Data records>
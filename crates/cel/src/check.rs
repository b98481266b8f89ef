//! Static checks run before evaluation: every reference is declared, every
//! function exists with a valid arity, and literal regex, timestamp and duration
//! arguments are well formed.

use std::collections::HashMap;

use regex::Regex;

use crate::library;
use crate::temporal;
use crate::parser::{Expr, Lit};
use crate::ExprError;

pub struct Checked {
    pub regexes: HashMap<String, Regex>,
}

pub fn check(expr: &Expr, declared: &[&str]) -> Result<Checked, ExprError> {
    let mut c = Checker { scope: declared.iter().map(|s| s.to_string()).collect(), regexes: HashMap::new() };
    c.walk(expr)?;
    Ok(Checked { regexes: c.regexes })
}

struct Checker {
    scope: Vec<String>,
    regexes: HashMap<String, Regex>,
}

impl Checker {
    fn with_var<F>(&mut self, var: &str, f: F) -> Result<(), ExprError>
    where
        F: FnOnce(&mut Self) -> Result<(), ExprError>,
    {
        self.scope.push(var.to_string());
        let r = f(self);
        self.scope.pop();
        r
    }

    fn walk(&mut self, e: &Expr) -> Result<(), ExprError> {
        match e {
            Expr::Lit(_) => Ok(()),
            Expr::Ident(name) => {
                if self.scope.iter().any(|s| s == name) {
                    Ok(())
                } else {
                    Err(ExprError::Compile(format!("undeclared reference to '{}'", name)))
                }
            }
            Expr::Select(operand, _) | Expr::OptSelect(operand, _) | Expr::Has(operand, _) => self.walk(operand),
            Expr::OptElem(inner) => self.walk(inner),
            Expr::Index(a, b) | Expr::OptIndex(a, b) => {
                self.walk(a)?;
                self.walk(b)
            }
            Expr::Call { target, func, args } => {
                if !library::is_known(func, target.is_some(), args.len()) {
                    let form = if target.is_some() { "member" } else { "global" };
                    return Err(ExprError::Compile(format!(
                        "found no matching overload for {} function '{}' with {} argument(s)",
                        form,
                        func,
                        args.len()
                    )));
                }
                if library::takes_regex(func) {
                    let pattern = match (target.is_some(), args.as_slice()) {
                        (true, [Expr::Lit(Lit::Str(p)), ..]) => Some(p),
                        (false, [_, Expr::Lit(Lit::Str(p)), ..]) => Some(p),
                        _ => None,
                    };
                    if let Some(p) = pattern {
                        let re = Regex::new(p)
                            .map_err(|e| ExprError::Compile(format!("invalid regex literal {:?}: {}", p, e)))?;
                        self.regexes.insert(p.clone(), re);
                    }
                }
                if target.is_none() {
                    if let [Expr::Lit(Lit::Str(text))] = args.as_slice() {
                        let parsed = match func.as_str() {
                            "timestamp" => temporal::parse_timestamp(text).map(drop),
                            "duration" => temporal::parse_duration(text).map(drop),
                            _ => Ok(()),
                        };
                        parsed.map_err(ExprError::Compile)?;
                    }
                }
                if let Some(t) = target {
                    self.walk(t)?;
                }
                args.iter().try_for_each(|a| self.walk(a))
            }
            Expr::List(items) => items.iter().try_for_each(|a| self.walk(a)),
            Expr::Map(entries) => entries.iter().try_for_each(|(k, v)| {
                self.walk(k)?;
                self.walk(v)
            }),
            Expr::Unary(_, a) => self.walk(a),
            Expr::Binary(_, a, b) | Expr::And(a, b) | Expr::Or(a, b) => {
                self.walk(a)?;
                self.walk(b)
            }
            Expr::Cond(a, b, c) => {
                self.walk(a)?;
                self.walk(b)?;
                self.walk(c)
            }
            Expr::Fold { var, range, filter, step, .. } => {
                self.walk(range)?;
                self.with_var(var, |c| {
                    if let Some(f) = filter {
                        c.walk(f)?;
                    }
                    c.walk(step)
                })
            }
            Expr::Bind { var, init, body } => {
                self.walk(init)?;
                self.with_var(var, |c| c.walk(body))
            }
        }
    }
}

Problem> Give again exactly, and only, the lines above starting at the one with "pub fn check(expr: &Expr, declared: &[&str])" and ending at the one with "if !library::is_known(func, target.is_some(), args.len())".

Solution for this problem>
pub fn check(expr: &Expr, declared: &[&str]) -> Result<Checked, ExprError> {
    let mut c = Checker { scope: declared.iter().map(|s| s.to_string()).collect(), regexes: HashMap::new() };
    c.walk(expr)?;
    Ok(Checked { regexes: c.regexes })
}

struct Checker {
    scope: Vec<String>,
    regexes: HashMap<String, Regex>,
}

impl Checker {
    fn with_var<F>(&mut self, var: &str, f: F) -> Result<(), ExprError>
    where
        F: FnOnce(&mut Self) -> Result<(), ExprError>,
    {
        self.scope.push(var.to_string());
        let r = f(self);
        self.scope.pop();
        r
    }

    fn walk(&mut self, e: &Expr) -> Result<(), ExprError> {
        match e {
            Expr::Lit(_) => Ok(()),
            Expr::Ident(name) => {
                if self.scope.iter().any(|s| s == name) {
                    Ok(())
                } else {
                    Err(ExprError::Compile(format!("undeclared reference to '{}'", name)))
                }
            }
            Expr::Select(operand, _) | Expr::OptSelect(operand, _) | Expr::Has(operand, _) => self.walk(operand),
            Expr::OptElem(inner) => self.walk(inner),
            Expr::Index(a, b) | Expr::OptIndex(a, b) => {
                self.walk(a)?;
                self.walk(b)
            }
            Expr::Call { target, func, args } => {
                if !library::is_known(func, target.is_some(), args.len()) {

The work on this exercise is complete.